In order to impose a gag order on medical personnel working at family planning clinics–in order to ensure that they don’t utter the word “abortion” or tell women where they might obtain one–these “pro-lifers” are perfectly willing to deny women access to lifesaving breast cancer screenings, STD treatments and other medical services totally unconnected to abortion.
In addition, it’s hard not to notice that the “pro life” movement has moved beyond its purported emphasis on preventing abortion to an all-out effort to limit access to birth control. (Logic tells us that increased access to birth control reduces the incidence of abortion. If reducing the number of abortions was really the focus of “pro-life” efforts, you would expect these activists to be dispensing birth control pills on street corners.)
To be fair, there are undoubtedly some among these single-issue zealots who genuinely believe that a fertilized egg is equivalent to a human being, and that the rights of that fertilized egg take precedence over the rights of the human woman who carries it. I have trouble with that viewpoint, but some people–for whatever reason–really do hold it, and they are obviously entitled to do so.
However, it has become abundantly clear that a far greater percentage of those who label themselves “pro life” are actually “anti choice.” These are people (mostly men, but some women) who would deny women the personal autonomy that men in our society have always enjoyed. They fear the loss of “traditional values,” by which they mean the continued dominance of White Christian males. If a few thousand women need to die from an undetected cancer in order to preserve their privileged status, they consider that a perfectly reasonable tradeoff.

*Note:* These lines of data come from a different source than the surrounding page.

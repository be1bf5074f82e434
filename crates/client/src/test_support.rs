//! Shared test doubles for the request engine and gateway tests.

use std::sync::atomic::{AtomicUsize, Ordering};
use std::sync::Arc;

use async_trait::async_trait;
use tokio::sync::Mutex;

use crate::http::{HttpTransport, Method, RawResponse, RequestBody, TransportError};

/// One request observed by the fake transport.
#[derive(Debug, Clone)]
pub(crate) struct RecordedRequest {
    pub method: Method,
    pub url: String,
    pub body: RequestBody,
    pub query: Vec<(String, String)>,
}

/// Scripted transport: pops the next result per call and records every
/// request it saw.
pub(crate) struct FakeTransport {
    results: Mutex<Vec<Result<RawResponse, TransportError>>>,
    pub requests: Mutex<Vec<RecordedRequest>>,
    pub calls: AtomicUsize,
}

impl FakeTransport {
    pub(crate) fn new(results: Vec<Result<RawResponse, TransportError>>) -> Arc<Self> {
        Arc::new(Self {
            results: Mutex::new(results),
            requests: Mutex::new(Vec::new()),
            calls: AtomicUsize::new(0),
        })
    }

    pub(crate) fn call_count(&self) -> usize {
        self.calls.load(Ordering::SeqCst)
    }
}

#[async_trait]
impl HttpTransport for FakeTransport {
    async fn execute(
        &self,
        method: Method,
        url: &str,
        body: &RequestBody,
        query: &[(String, String)],
    ) -> Result<RawResponse, TransportError> {
        self.calls.fetch_add(1, Ordering::SeqCst);
        self.requests.lock().await.push(RecordedRequest {
            method,
            url: url.to_string(),
            body: body.clone(),
            query: query.to_vec(),
        });
        let mut results = self.results.lock().await;
        if results.is_empty() {
            return Err(TransportError::Connect("script exhausted".into()));
        }
        results.remove(0)
    }
}

pub(crate) fn ok(body: &str) -> Result<RawResponse, TransportError> {
    Ok(RawResponse {
        status: 200,
        body: body.to_string(),
    })
}

pub(crate) fn http(status: u16, body: &str) -> Result<RawResponse, TransportError> {
    Ok(RawResponse {
        status,
        body: body.to_string(),
    })
}
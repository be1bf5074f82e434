//! Scripted HTTP transport shared by the tool adapter tests.

use std::sync::atomic::{AtomicUsize, Ordering};
use std::sync::Arc;

use async_trait::async_trait;
use ragflow_client::http::{
    HttpTransport, Method, RawResponse, RequestBody, TransportError,
};
use tokio::sync::Mutex;

/// One request observed by the fake transport.
#[derive(Debug, Clone)]
pub struct RecordedRequest {
    pub method: Method,
    pub url: String,
    pub body: RequestBody,
}

/// Pops the next scripted result per call and records every request.
pub struct FakeTransport {
    results: Mutex<Vec<Result<RawResponse, TransportError>>>,
    pub requests: Mutex<Vec<RecordedRequest>>,
    calls: AtomicUsize,
}

impl FakeTransport {
    pub fn new(results: Vec<Result<RawResponse, TransportError>>) -> Arc<Self> {
        Arc::new(Self {
            results: Mutex::new(results),
            requests: Mutex::new(Vec::new()),
            calls: AtomicUsize::new(0),
        })
    }

    pub fn call_count(&self) -> usize {
        self.calls.load(Ordering::SeqCst)
    }
}

#[async_trait]
impl HttpTransport for FakeTransport {
    async fn execute(
        &self,
        method: Method,
        url: &str,
        body: &RequestBody,
        _query: &[(String, String)],
    ) -> Result<RawResponse, TransportError> {
        self.calls.fetch_add(1, Ordering::SeqCst);
        self.requests.lock().await.push(RecordedRequest {
            method,
            url: url.to_string(),
            body: body.clone(),
        });
        let mut results = self.results.lock().await;
        if results.is_empty() {
            return Err(TransportError::Connect("script exhausted".into()));
        }
        results.remove(0)
    }
}

pub fn ok(body: &str) -> Result<RawResponse, TransportError> {
    Ok(RawResponse {
        status: 200,
        body: body.to_string(),
    })
}

pub fn http(status: u16, body: &str) -> Result<RawResponse, TransportError> {
    Ok(RawResponse {
        status,
        body: body.to_string(),
    })
}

I still recall a conversation with a partner in the law firm I joined immediately after graduation from law school. I was the first woman hired by that firm–which had over 50 lawyers at the time. The partner attributed the growing number of female law students to the (then-relatively-new) birth control pill; thanks to that pill, women were no longer hostages to reproduction. They could plan their pregnancies. Consequently, they were better able to enter and thrive in the workforce, and less dependent upon a man to support them and their (often-unplanned) children.
Both he and I thought that was a good thing.
Obviously, there are a lot of people who disagree, and who find a woman’s ability to control her own reproduction existentially threatening. If denying them access to healthcare is the only way to prevent women from exercising autonomy and controlling their own destinies, they’re more than willing to make that trade.
You can call such people many things, but “pro-life” isn’t one of them.